Letters and brands have a long history. Before anyone printed an advertisement, hand-painted signs shouted in silence from storefronts. Initially these were pictures, but signs incorporated letters at a rate commensurate with literacy. Printed labels appeared at the start of the 18th century as a way to differentiate medicines, but worked just as well differentiating types of wine and anything else that fit in a bottle.
But the relationship goes back further than that. The origins of things are often given away by the words that reference them. ‘Brand’ is a Germanic word referring to fire—it still means ‘fire’ in modern German, and it’s similar to the modern German verb for ‘burn’, ‘brennen’, likewise the modern English word, ‘burn’, itself. The act of claiming property by burning it originated thousands of years ago, when the Egyptians burned markings into their cattle. The practice of heating a shaped piece of metal and pressing it to an animal’s hide to produce a permanent marking persists around the world to this day. We call it branding.

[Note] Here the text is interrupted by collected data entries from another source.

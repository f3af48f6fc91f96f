//! A tetrahedral soft body: edges keep its shape, per-tetrahedron volume
//! constraints keep it from collapsing, and it settles onto a floor plane.
use glam::DVec3;

use crate::constraint::{ConstraintKind, DistanceConstraint, SemiPlaneConstraint, VolumeConstraint};
use crate::error::SceneError;
use crate::geometry::SemiPlane;
use crate::scene::{tetrahedralized_cube, unique_edges_of_tets, MeshDescriptor, Scene};
use crate::solver::Solver;

#[derive(Debug)]
pub struct SoftBody {
    solver: Solver,
}

impl SoftBody {
    pub fn new(mesh: MeshDescriptor) -> Result<SoftBody, SceneError> {
        mesh.validate()?;
        if mesh.vertices.is_empty() {
            return Err(SceneError::EmptyParticleSet);
        }
        if mesh.tetrahedra.is_empty() {
            return Err(SceneError::NonPositiveParameter { parameter: "tetrahedra.len()", value: 0.0 });
        }

        let positions = mesh.vertices.clone();
        let default_mass = 1.0 / positions.len() as f64;
        let mut solver = Solver::new(positions, default_mass)?;
        let alpha_distance = solver.insert_compliance(1e-8);
        let alpha_volume = solver.insert_compliance(1e-8);
        let alpha_plane_collision = solver.insert_compliance(1e-8);

        let plane = solver.geometry_mut().insert_plane(SemiPlane::new(DVec3::new(0.0, -1.0, 0.0), DVec3::Y));

        for (a, b) in unique_edges_of_tets(&mesh.tetrahedra) {
            let l0 = (mesh.vertices[a] - mesh.vertices[b]).length();
            solver.add_constraint(ConstraintKind::Distance(DistanceConstraint::new(a, b, l0, alpha_distance)))?;
        }

        for &[p1, p2, p3, p4] in &mesh.tetrahedra {
            solver.add_constraint(ConstraintKind::Volume(VolumeConstraint::new(p1, p2, p3, p4, &mesh.vertices, alpha_volume)))?;
        }

        for i in 0..mesh.vertices.len() {
            solver.add_constraint(ConstraintKind::SemiPlane(SemiPlaneConstraint::new(i, plane, 0.0, alpha_plane_collision)))?;
        }

        Ok(SoftBody { solver })
    }

    /// Convenience factory matching the original's default demo body.
    pub fn cube(half_width: f64) -> Result<SoftBody, SceneError> {
        SoftBody::new(tetrahedralized_cube(half_width))
    }
}

impl Scene for SoftBody {
    fn name(&self) -> &'static str {
        "soft_body"
    }
    fn solver(&self) -> &Solver {
        &self.solver
    }
    fn solver_mut(&mut self) -> &mut Solver {
        &mut self.solver
    }
}
//! Compliance values (alpha = 1/stiffness) live in an arena owned by the scene
//! rather than behind raw pointers shared with constraints, so constraints hold
//! a plain index instead of a reference with a lifetime to manage.

/// Index into a [`ComplianceArena`].
#[derive(Clone, Copy, Debug, PartialEq, Eq, Hash)]
pub struct ComplianceHandle(usize);

#[derive(Clone, Debug, Default)]
pub struct ComplianceArena {
    values: Vec<f64>,
}

impl ComplianceArena {
    pub fn new() -> ComplianceArena {
        ComplianceArena { values: Vec::new() }
    }

    pub fn insert(&mut self, alpha: f64) -> ComplianceHandle {
        self.values.push(alpha);
        ComplianceHandle(self.values.len() - 1)
    }

    pub fn get(&self, handle: ComplianceHandle) -> f64 {
        self.values[handle.0]
    }

    pub fn set(&mut self, handle: ComplianceHandle, alpha: f64) {
        self.values[handle.0] = alpha;
    }
}

#[cfg(test)]
mod tests {
    use super::*;

    #[test]
    fn round_trips_through_handles() {
        let mut arena = ComplianceArena::new();
        let rigid = arena.insert(0.0);
        let soft = arena.insert(1e-6);
        assert_eq!(arena.get(rigid), 0.0);
        assert_eq!(arena.get(soft), 1e-6);
        arena.set(soft, 2e-6);
        assert_eq!(arena.get(soft), 2e-6);
    }
}
//! Extended Position-Based Dynamics: a constraint-projection physics core
//! built around a closed library of constraints (distances, planes,
//! cylinders, bending, tetrahedral and mesh volume, SPH density), a uniform
//! spatial hash shared by collision and fluid-neighbor queries, a rigid
//! shape-matching operator, and an XPBD solver that projects them with
//! compliance and substep damping. [`scene`] assembles these primitives into
//! runnable scenarios.
pub mod compliance;
pub mod constraint;
pub mod error;
pub mod geometry;
pub mod scene;
pub mod shape_match;
pub mod solver;
pub mod spatial_grid;

pub use compliance::{ComplianceArena, ComplianceHandle};
pub use constraint::{ConstraintBehavior, ConstraintKind, FluidParams};
pub use error::{SceneError, SolverError};
pub use geometry::{Cylinder, CylinderHandle, GeometryArena, PlaneHandle, PointHandle, SemiPlane};
pub use scene::Scene;
pub use shape_match::ShapeMatcher;
pub use solver::Solver;
pub use spatial_grid::SpatialGrid;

The act is not entirely different from pressing a piece of metal type to a sheet of parchment. We could even argue that branding was a form of proto-printing. It’s appropriate, then, that this millennia-old practice lent its name to the new industrial-era field of differentiating manufactured products by sticking printed bits of paper to them.
Today, most of us first experimented with typography on a computer. Since the Mac Classic, we’ve been spoiled with not only an array of typefaces available at the click of a drop-down menu, but also by thousands of their derivative fonts, available not only in different sizes but with bold, italic, and outline versions. Printers of the early 19th century weren’t so lucky.

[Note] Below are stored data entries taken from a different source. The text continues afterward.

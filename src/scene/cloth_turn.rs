//! A cloth tube wrapped around two counter-rotating cylinders, exercising
//! cylinder contact and self-collision together. The cylinders are geometry
//! handles the orchestrator can reposition between steps (see
//! [`ClothTurn::set_cylinder_angle`]).
use glam::DVec3;

use crate::constraint::{ConstraintKind, CylinderCollisionConstraint, DistanceConstraint};
use crate::error::SceneError;
use crate::geometry::{Cylinder, CylinderHandle};
use crate::scene::Scene;
use crate::solver::Solver;

const RING_RESOLUTION: usize = 64;
const CYLINDER_RADIUS: f64 = 0.1;

#[derive(Debug)]
pub struct ClothTurn {
    solver: Solver,
    w: usize,
    cylinder_top: CylinderHandle,
    cylinder_bottom: CylinderHandle,
}

impl ClothTurn {
    pub fn new(w: usize, cylinder_spacing: f64, cylinder_angle_deg: f64) -> Result<ClothTurn, SceneError> {
        if w == 0 {
            return Err(SceneError::EmptyParticleSet);
        }

        let h = RING_RESOLUTION;
        let distance = 4.0 / (h - 1) as f64 * std::f64::consts::FRAC_PI_2;

        let mut positions = Vec::with_capacity(w * h);
        for y in 0..h {
            let theta = 2.0 * y as f64 * std::f64::consts::PI / h as f64;
            for x in 0..w {
                positions.push(DVec3::new(
                    distance * x as f64 - distance * (w - 1) as f64 / 2.0,
                    theta.cos(),
                    theta.sin(),
                ));
            }
        }

        let default_mass = 0.01 / (w * h) as f64;
        let mut solver = Solver::new(positions, default_mass)?;
        let alpha_distance = solver.insert_compliance(1e-8);
        let alpha_plane_collision = solver.insert_compliance(1e-8);

        let cylinder_top = solver
            .geometry_mut()
            .insert_cylinder(Cylinder::new(DVec3::X, DVec3::new(0.0, cylinder_spacing / 2.0, 0.0), CYLINDER_RADIUS + 0.02));
        let cylinder_bottom = solver
            .geometry_mut()
            .insert_cylinder(Cylinder::new(DVec3::X, DVec3::new(0.0, -cylinder_spacing / 2.0, 0.0), CYLINDER_RADIUS + 0.02));

        for y in 0..h {
            for x in 0..w {
                let here = y * w + x;
                let next_row = (y + 1) % h * w + x;
                solver.add_constraint(ConstraintKind::Distance(DistanceConstraint::new(here, next_row, distance, alpha_distance)))?;

                if x != w - 1 {
                    solver.add_constraint(ConstraintKind::Distance(DistanceConstraint::new(here, y * w + x + 1, distance, alpha_distance)))?;
                    let diag = distance * std::f64::consts::SQRT_2;
                    solver.add_constraint(ConstraintKind::Distance(DistanceConstraint::new(here, (y + 1) % h * w + x + 1, diag, alpha_distance)))?;
                    solver.add_constraint(ConstraintKind::Distance(DistanceConstraint::new((y + 1) % h * w + x, y * w + x + 1, diag, alpha_distance)))?;
                }

                solver.add_constraint(ConstraintKind::CylinderCollision(CylinderCollisionConstraint::new(here, cylinder_top, alpha_plane_collision)))?;
                solver.add_constraint(ConstraintKind::CylinderCollision(CylinderCollisionConstraint::new(here, cylinder_bottom, alpha_plane_collision)))?;
            }
        }

        solver.activate_global_collision(distance, 1e-8);

        let mut scene = ClothTurn { solver, w, cylinder_top, cylinder_bottom };
        scene.set_cylinder_angle(cylinder_angle_deg.to_radians());
        Ok(scene)
    }

    /// Rotates both cylinders to the given angle (radians), counter-rotating
    /// so the wrapped cloth twists between them.
    pub fn set_cylinder_angle(&mut self, theta: f64) {
        let geo = self.solver.geometry_mut();
        geo.cylinder_mut(self.cylinder_top).dir = DVec3::new(theta.cos(), 0.0, -theta.sin());
        geo.cylinder_mut(self.cylinder_bottom).dir = DVec3::new(theta.cos(), 0.0, theta.sin());
    }

    pub fn width(&self) -> usize {
        self.w
    }
}

impl Scene for ClothTurn {
    fn name(&self) -> &'static str {
        "cloth_turn"
    }
    fn solver(&self) -> &Solver {
        &self.solver
    }
    fn solver_mut(&mut self) -> &mut Solver {
        &mut self.solver
    }
    fn step(&mut self, dt: f64) {
        self.solver.update_substeps(dt);
    }
}

#[cfg(test)]
mod tests {
    use super::*;

    #[test]
    fn rejects_empty_width() {
        assert_eq!(ClothTurn::new(0, 1.0, 0.0).unwrap_err(), SceneError::EmptyParticleSet);
    }

    #[test]
    fn rotating_cylinders_keeps_the_tube_finite() {
        let mut turn = ClothTurn::new(8, 1.0, 0.0).unwrap();
        for i in 0..60 {
            turn.set_cylinder_angle(i as f64 * 0.01);
            turn.step(1.0 / 60.0);
        }
        for p in turn.positions() {
            assert!(p.is_finite());
        }
    }
}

Going back to Gutenberg’s bible, the strength of printing was always in reproducing neat text. Gutenberg printed his bible with deliberately blank spaces for hand illumination—display lettering was the domain of calligraphy; fonts were intended for rote, uniform reproduction of massed letters. Even hundreds of years later when printers found attractive letters for display use in the types of Didot and Bodoni, they stuck to simply using larger fonts for display. These, mixed with italics and blackletters when needed, provided a visual hierarchy adequate for use in books. But in a crowded market where brands needed to stand out visually, printed ads called for something a little more bold.
Robert Thorne was a London typefounder from an impressive lineage, learning the trade as an apprentice under Thomas Cotrell, a former employee of the great William Caslon. Cotrell had enjoyed a career developing Didone typefaces for posters in the 18th century. When he died, Thorne bought his foundry and excelled in exactly that kind of work.

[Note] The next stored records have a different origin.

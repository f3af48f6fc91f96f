//! A box of randomly-packed spheres settling under gravity and pairwise
//! minimum-distance repulsion (no spatial hash — every pair gets its own
//! permanent constraint, fine at this particle count).
use glam::DVec3;
use rand::rngs::StdRng;
use rand::{Rng, SeedableRng};

use crate::constraint::{ConstraintKind, MinDistanceConstraint, SemiPlaneConstraint};
use crate::error::SceneError;
use crate::scene::{box_planes, Scene};
use crate::solver::Solver;

#[derive(Debug)]
pub struct Spheres {
    solver: Solver,
    radius: f64,
}

impl Spheres {
    pub fn new(count: usize, radius: f64, seed: u64) -> Result<Spheres, SceneError> {
        if count == 0 {
            return Err(SceneError::EmptyParticleSet);
        }
        if radius <= 0.0 {
            return Err(SceneError::NonPositiveParameter { parameter: "radius", value: radius });
        }

        let bound = 1.0 - radius;
        let mut rng = StdRng::seed_from_u64(seed);
        let positions: Vec<DVec3> = (0..count)
            .map(|_| DVec3::new(rng.gen_range(-bound..bound), rng.gen_range(-bound..bound), rng.gen_range(-bound..bound)))
            .collect();

        let mut solver = Solver::new(positions, 0.1)?;
        let alpha_plane_collision = solver.insert_compliance(1e-8);
        let alpha_collision = solver.insert_compliance(1e-8);

        let planes: Vec<_> = box_planes(1.0, false)
            .into_iter()
            .map(|p| solver.geometry_mut().insert_plane(p))
            .collect();

        for i in 0..count {
            for &plane in &planes {
                solver.add_constraint(ConstraintKind::SemiPlane(SemiPlaneConstraint::new(i, plane, radius, alpha_plane_collision)))?;
            }
            for j in 0..i {
                solver.add_constraint(ConstraintKind::MinDistance(MinDistanceConstraint::new(i, j, 2.0 * radius, alpha_collision)))?;
            }
        }

        Ok(Spheres { solver, radius })
    }

    pub fn radius(&self) -> f64 {
        self.radius
    }
}

impl Scene for Spheres {
    fn name(&self) -> &'static str {
        "spheres"
    }
    fn solver(&self) -> &Solver {
        &self.solver
    }
    fn solver_mut(&mut self) -> &mut Solver {
        &mut self.solver
    }
}
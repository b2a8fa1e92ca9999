pub mod compare;
pub mod search;
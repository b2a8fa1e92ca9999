use crate::error::{KeResult, KeyEvolveError};
use serde::{Deserialize, Serialize};
use std::collections::HashMap;
use std::fs;
use std::path::Path;
use std::str::FromStr;
use strum_macros::{Display, EnumIter, EnumString};
use tracing::warn;

#[derive(Debug, Clone, Copy, PartialEq, Eq, Hash, Serialize, Deserialize, Display)]
#[serde(rename_all = "lowercase")]
pub enum Hand {
    Left,
    Right,
}

/// Discriminants index `FitnessConfig::finger_strength_scale`.
#[derive(Debug, Clone, Copy, PartialEq, Eq, Hash, Serialize, Deserialize, Display)]
#[serde(rename_all = "lowercase")]
pub enum Finger {
    Thumb = 0,
    Index = 1,
    Middle = 2,
    Ring = 3,
    Pinky = 4,
}

#[derive(Debug, Clone, PartialEq, Serialize, Deserialize)]
pub struct KeyNode {
    pub id: String,
    pub hand: Hand,
    pub finger: Finger,
    pub row: i8,
    pub col: i8,
    pub x: f64, // Physical X coordinate (units ~1u key width)
    pub y: f64, // Physical Y coordinate
}

#[derive(Debug, Clone, Serialize)]
pub struct KeyboardGeometry {
    name: String,
    keys: Vec<KeyNode>,
    #[serde(skip)]
    index: HashMap<String, usize>,
}

#[derive(Deserialize)]
struct GeometryFile {
    #[serde(default)]
    name: String,
    keys: Vec<KeyNode>,
}

impl KeyboardGeometry {
    /// Sorts keys into canonical (row, col) order; chromosome slot `i`
    /// lands on `keys()[i]`.
    pub fn new(name: impl Into<String>, mut keys: Vec<KeyNode>) -> KeResult<Self> {
        if keys.is_empty() {
            return Err(KeyEvolveError::Geometry(
                "keyboard must define at least one key".to_string(),
            ));
        }

        keys.sort_by_key(|k| (k.row, k.col));

        let mut index = HashMap::with_capacity(keys.len());
        for (i, k) in keys.iter().enumerate() {
            if index.insert(k.id.clone(), i).is_some() {
                return Err(KeyEvolveError::Geometry(format!(
                    "duplicate key id '{}'",
                    k.id
                )));
            }
        }

        Ok(Self {
            name: name.into(),
            keys,
            index,
        })
    }

    pub fn load_from_file<P: AsRef<Path>>(path: P) -> KeResult<Self> {
        let content = fs::read_to_string(path)?;
        let file: GeometryFile = serde_json::from_str(&content)?;
        let name = if file.name.is_empty() {
            "custom".to_string()
        } else {
            file.name
        };
        Self::new(name, file.keys)
    }

    pub fn name(&self) -> &str {
        &self.name
    }

    pub fn keys(&self) -> &[KeyNode] {
        &self.keys
    }

    pub fn key_count(&self) -> usize {
        self.keys.len()
    }

    pub fn key(&self, id: &str) -> Option<&KeyNode> {
        self.index.get(id).map(|&i| &self.keys[i])
    }

    /// Euclidean distance between two keys by id; `None` if either is unknown.
    pub fn distance(&self, id_a: &str, id_b: &str) -> Option<f64> {
        let a = self.key(id_a)?;
        let b = self.key(id_b)?;
        Some(distance_between(a, b))
    }
}

#[inline(always)]
pub fn distance_between(a: &KeyNode, b: &KeyNode) -> f64 {
    let dx = a.x - b.x;
    let dy = a.y - b.y;
    (dx * dx + dy * dy).sqrt()
}

#[derive(Debug, Clone, Copy, Default, EnumIter, EnumString, Display, PartialEq, Eq, Hash)]
pub enum KnownKeyboard {
    #[default]
    #[strum(serialize = "ansi_60")]
    Ansi60,
    #[strum(serialize = "columnar_split")]
    ColumnarSplit,
    #[strum(serialize = "minimal_split")]
    MinimalSplit,
}

impl KnownKeyboard {
    /// Resolves a board name, falling back to the default geometry.
    pub fn from_name(name: &str) -> Self {
        Self::from_str(name.trim()).unwrap_or_else(|_| {
            let fallback = Self::default();
            warn!(
                "⚠️  Unknown keyboard '{}', falling back to '{}'",
                name, fallback
            );
            fallback
        })
    }

    pub fn geometry(&self) -> KeyboardGeometry {
        let keys = match self {
            Self::Ansi60 => ansi_60_keys(),
            Self::ColumnarSplit => split_keys(
                &[Finger::Pinky, Finger::Ring, Finger::Middle, Finger::Index, Finger::Index],
                &[0.3, 0.1, 0.0, 0.1, 0.2],
                3,
            ),
            Self::MinimalSplit => split_keys(
                &[Finger::Ring, Finger::Middle, Finger::Index, Finger::Index],
                &[0.1, 0.0, 0.1, 0.2],
                2,
            ),
        };
        KeyboardGeometry {
            name: self.to_string(),
            index: keys
                .iter()
                .enumerate()
                .map(|(i, k)| (k.id.clone(), i))
                .collect(),
            keys,
        }
    }
}

fn ansi_60_keys() -> Vec<KeyNode> {
    const ROWS: [(&str, f64); 3] = [("qwertyuiop", 0.0), ("asdfghjkl", 0.25), ("zxcvbnm", 0.75)];
    const FINGERS: [Finger; 10] = [
        Finger::Pinky,
        Finger::Ring,
        Finger::Middle,
        Finger::Index,
        Finger::Index,
        Finger::Index,
        Finger::Index,
        Finger::Middle,
        Finger::Ring,
        Finger::Pinky,
    ];

    let mut keys = Vec::with_capacity(26);
    for (row, (legends, offset)) in ROWS.iter().enumerate() {
        for (col, legend) in legends.chars().enumerate() {
            keys.push(KeyNode {
                id: format!("Key{}", legend.to_ascii_uppercase()),
                hand: if col < 5 { Hand::Left } else { Hand::Right },
                finger: FINGERS[col],
                row: row as i8,
                col: col as i8,
                x: col as f64 + offset,
                y: row as f64,
            });
        }
    }
    keys
}

/// Column-staggered split board. `fingers` and `stagger` describe the left
/// hand from the outer column inward; the right hand mirrors them.
fn split_keys(fingers: &[Finger], stagger: &[f64], thumbs_per_hand: usize) -> Vec<KeyNode> {
    const HAND_GAP: f64 = 2.0;
    let cols = fingers.len();
    let mut keys = Vec::with_capacity(cols * 6 + thumbs_per_hand * 2);

    for row in 0..3 {
        for c in 0..cols * 2 {
            let (hand, inner) = if c < cols {
                (Hand::Left, c)
            } else {
                (Hand::Right, cols * 2 - 1 - c)
            };
            let gap = if hand == Hand::Right { HAND_GAP } else { 0.0 };
            keys.push(KeyNode {
                id: format!("r{}c{}", row, c),
                hand,
                finger: fingers[inner],
                row: row as i8,
                col: c as i8,
                x: c as f64 + gap,
                y: row as f64 + stagger[inner],
            });
        }
    }

    for t in 0..thumbs_per_hand {
        let left_col = cols - thumbs_per_hand + t;
        let right_col = cols + t;
        for (hand, col) in [(Hand::Left, left_col), (Hand::Right, right_col)] {
            let gap = if hand == Hand::Right { HAND_GAP } else { 0.0 };
            keys.push(KeyNode {
                id: format!("t{}", col),
                hand,
                finger: Finger::Thumb,
                row: 3,
                col: col as i8,
                x: col as f64 + 0.5 + gap,
                y: 3.3,
            });
        }
    }

    keys.sort_by_key(|k| (k.row, k.col));
    keys
}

From that Didone base, Thorne developed a typeface to stand out in a crowd. Didone types already featured a strong vertical stress—vertical strokes thicker than the horizontals—and Thorne capitalized on that emphasis, force feeding the heavier strokes until they stood out, thick and robust, their horizontal strokes and serifs reduced to mere whiskers in comparison.
Like many bold moves, Thorne’s wasn’t exactly appreciated. Only a few decades later, typographers had developed a deep hatred for his so-called Fat Face. Stanley Morrison in the 1920s went as far as to say that Thorne had sent printing to hell. No matter; Thorne’s design was successful, and Fat Face types proliferated.
Much to the chagrin of the 19th century’s orthodox typographers, bold branding could only go so far. Fat Face was merely the harbinger of a typographical arms race that would last, as of writing, for centuries. Far more offensively elaborate fonts were still to come.